HSBC Holdings Plc (LON:HSBA) dipped 0.29% to 1,426.60p in London afternoon trade on Wednesday. That’s a pretty minor move, but shares are already close to their year high, and the latest median analyst target leaves just a small single-digit gain from here. The FTSE 100 lost 0.33% to 10,462.89.
HSBC traded at 1,426.60p, down 2.0% from the 1,456p high for the year, but still up 64.5% from a 867.20p low. AJ Bell said the market cap is £244.50 billion, so a 1% swing equals about £2.45 billion in equity value.
| Screen item | Latest reading | Investor read-through |
|---|---|---|
| HSBC price | 1,426.60p, down 0.29% | Still trades near highs for the year |
| One-year move | +63.86% | Most of the rebound is in the price |
| Analyst median target | 1,474.09p | Suggests 3.03% upside from the LSEG reference |
| Target range | 1,091.81p to 1,687.47p | Range is wide, median sits closer in |
| Recommendation split | 2 buy, 6 outperform, 7 hold, 2 sell | No clear consensus |
The difference is key as HSBC gets ready to post interim results Aug. 4. The bank’s financial calendar puts that day down for 2026 interim numbers, while Q3 results are set for Oct. 27.

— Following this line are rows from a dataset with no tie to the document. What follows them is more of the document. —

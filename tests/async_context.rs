mod common;

use scopestate::async_state::{AsyncContext, AsyncState, FetchError};
use scopestate::config::OverlapPolicy;
use scopestate::context::Provide;
use scopestate::Scope;
use tokio::sync::oneshot;

type Gate = oneshot::Receiver<Result<u32, String>>;

fn gated_context() -> AsyncContext<Gate, u32, String> {
    AsyncContext::new(|gate: Gate| async move {
        gate.await.unwrap_or_else(|_| Err("gate dropped".to_string()))
    })
}

fn idle() -> AsyncState<u32, String> {
    AsyncState::default()
}

#[tokio::test]
async fn success_goes_idle_loading_loaded() {
    let ctx = gated_context();
    let scope = ctx.provider().mount(&Scope::root());
    let state = ctx.use_state(&scope).unwrap();
    assert_eq!(state.get(), idle());

    let (tx, gate) = oneshot::channel();
    let handle = ctx.use_trigger(&scope).unwrap().spawn(gate);

    let mut rx = state.subscribe();
    rx.wait_for(|s| s.loading).await.unwrap();
    assert_eq!(
        state.get(),
        AsyncState {
            data: None,
            loading: true,
            error: None,
        }
    );

    tx.send(Ok(7)).unwrap();
    handle.await.unwrap();
    assert_eq!(
        state.get(),
        AsyncState {
            data: Some(7),
            loading: false,
            error: None,
        }
    );
}

#[tokio::test]
async fn failure_keeps_previous_data() {
    let ctx = gated_context();
    let scope = ctx.provider().mount(&Scope::root());
    let trigger = ctx.use_trigger(&scope).unwrap();
    let state = ctx.use_state(&scope).unwrap();

    let (tx, gate) = oneshot::channel();
    tx.send(Ok(1)).unwrap();
    trigger.call(gate).await;

    let (tx, gate) = oneshot::channel();
    let handle = trigger.spawn(gate);
    let mut rx = state.subscribe();
    rx.wait_for(|s| s.loading).await.unwrap();
    assert_eq!(state.get().data, Some(1));
    assert_eq!(state.get().error, None);

    tx.send(Err("timeout".to_string())).unwrap();
    handle.await.unwrap();
    assert_eq!(
        state.get(),
        AsyncState {
            data: Some(1),
            loading: false,
            error: Some("timeout".to_string()),
        }
    );
}

#[tokio::test]
async fn retry_after_failure_clears_error() {
    let ctx = gated_context();
    let scope = ctx.provider().mount(&Scope::root());
    let trigger = ctx.use_trigger(&scope).unwrap();

    let (tx, gate) = oneshot::channel();
    tx.send(Err("first".to_string())).unwrap();
    trigger.call(gate).await;
    assert!(ctx.use_state(&scope).unwrap().get().error.is_some());

    let (tx, gate) = oneshot::channel();
    tx.send(Ok(2)).unwrap();
    trigger.call(gate).await;

    let state = ctx.use_state(&scope).unwrap().get();
    assert_eq!(state.error, None);
    assert_eq!(state.data, Some(2));
}

/// Issue two overlapping requests, resolve the newer one first, then the
/// older one, and return the final data.
async fn resolve_out_of_order(ctx: &AsyncContext<Gate, u32, String>) -> Option<u32> {
    let scope = ctx.provider().mount(&Scope::root());
    let trigger = ctx.use_trigger(&scope).unwrap();
    let state = ctx.use_state(&scope).unwrap();
    let mut rx = state.subscribe();

    let (older_tx, older_gate) = oneshot::channel();
    let older = trigger.spawn(older_gate);
    rx.changed().await.unwrap();

    let (newer_tx, newer_gate) = oneshot::channel();
    let newer = trigger.spawn(newer_gate);
    rx.changed().await.unwrap();

    newer_tx.send(Ok(2)).unwrap();
    newer.await.unwrap();
    assert_eq!(state.get().data, Some(2));

    older_tx.send(Ok(1)).unwrap();
    older.await.unwrap();
    state.get().data
}

#[tokio::test]
async fn overlapping_triggers_are_last_write_wins_by_default() {
    let ctx = gated_context();
    assert_eq!(resolve_out_of_order(&ctx).await, Some(1));
}

#[tokio::test]
async fn latest_only_drops_superseded_results() {
    let ctx = gated_context().with_overlap(OverlapPolicy::LatestOnly);
    assert_eq!(resolve_out_of_order(&ctx).await, Some(2));
}

#[tokio::test]
async fn providers_keep_separate_request_counters() {
    let ctx = gated_context().with_overlap(OverlapPolicy::LatestOnly);
    let root = Scope::root();
    let left = ctx.provider().mount(&root);
    let right = ctx.provider().mount(&root);

    let (left_tx, left_gate) = oneshot::channel();
    let pending = ctx.use_trigger(&left).unwrap().spawn(left_gate);
    let mut rx = ctx.use_state(&left).unwrap().subscribe();
    rx.wait_for(|s| s.loading).await.unwrap();

    let (right_tx, right_gate) = oneshot::channel();
    right_tx.send(Ok(9)).unwrap();
    ctx.use_trigger(&right).unwrap().call(right_gate).await;

    left_tx.send(Ok(3)).unwrap();
    pending.await.unwrap();

    assert_eq!(ctx.use_state(&left).unwrap().get().data, Some(3));
    assert_eq!(ctx.use_state(&right).unwrap().get().data, Some(9));
}

#[tokio::test]
async fn anyhow_fetcher_surfaces_fetch_error() {
    let ctx = AsyncContext::new(|id: u64| async move {
        if id == 0 {
            return Err(FetchError::from(anyhow::anyhow!("no profile for id {}", id)));
        }
        Ok(format!("user-{}", id))
    });
    let scope = ctx.provider().mount(&Scope::root());
    let trigger = ctx.use_trigger(&scope).unwrap();

    trigger.call(0).await;
    let state = ctx.use_state(&scope).unwrap().get();
    assert_eq!(
        state.error.map(|e| e.to_string()).as_deref(),
        Some("no profile for id 0")
    );

    trigger.call(5).await;
    let state = ctx.use_state(&scope).unwrap().get();
    assert_eq!(state.data.as_deref(), Some("user-5"));
    assert!(state.error.is_none());
}

#[tokio::test]
async fn panicking_fetcher_leaves_loading_until_next_call() {
    let ctx = AsyncContext::new(|n: u32| async move {
        if n == 0 {
            panic!("fetcher bug");
        }
        Ok::<u32, String>(n)
    });
    let scope = ctx.provider().mount(&Scope::root());
    let trigger = ctx.use_trigger(&scope).unwrap();
    let state = ctx.use_state(&scope).unwrap();

    let err = trigger.spawn(0).await.unwrap_err();
    assert!(err.is_panic());
    assert!(state.get().loading);
    assert!(state.get().error.is_none());

    trigger.call(4).await;
    assert_eq!(
        state.get(),
        AsyncState {
            data: Some(4),
            loading: false,
            error: None,
        }
    );
}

HSBC cleared the first-quarter earnings test. The bank posted $10.1 billion in profit before tax, excluding notable items, and $19.1 billion in revenue on the same basis. Annualised return on average tangible equity came in at 17.3%. RoTE, leaving out notable items, was 18.7%. Banking net interest income climbed $0.7 billion year-on-year, reaching $11.3 billion.
| Q1 and 2026 guidepost | HSBC figure | Why investors care |
|---|---|---|
| Profit before tax ex-notables | $10.1 billion | Starting point for the 17%-plus RoTE goal |
| Revenue ex-notables | $19.1 billion | Has to hold up after the stock jump |
| Banking NII | $11.3 billion in Q1 | Biggest support for earnings while rates remain at current levels |
| 2026 banking NII guide | About $46 billion | Main figure to watch for August |
| 2026 expected credit-loss guide | About 45 bps of average gross loans | Top risk to earnings quality |
| CET1 ratio | 14.0% | At the floor of the 14.0%-14.5% band |
HSBC CEO Georges Elhedery said in May the bank was still “confident in achieving the targets” set in February. Elhedery said any call on restarting buybacks would come through the usual quarterly review, and CET1 capital would be kept in the 14.0%-14.5% band. HSBC
Morningstar’s Kathy Chan, CFA, lifted her fair value estimate on HSBC to 1,390p after the Q1 numbers, but called the shares “fairly valued” and expects credit costs to return to more normal levels. HSBC traded about 2.6% above that estimate Wednesday afternoon. Morningstar
Legal risk is back on the table. South Africa’s Constitutional Court said Tuesday that regulators can go after six banks including HSBC Bank Plc over alleged forex-rigging in dollar-rand trades from 2007 to 2013. The case will go back to a full hearing. HSBC wouldn’t comment, Reuters reported.
HSBC isn’t being valued as if it’s in trouble. The market is treating it as a bank expected to stick to its NII guidance, keep credit charges in check, and leave room for cash returns based on its capital. August numbers will be stacked against the $46 billion NII guide, the 45 basis point credit cost target, and the CET1 ratio in the 14.0%-14.5% band.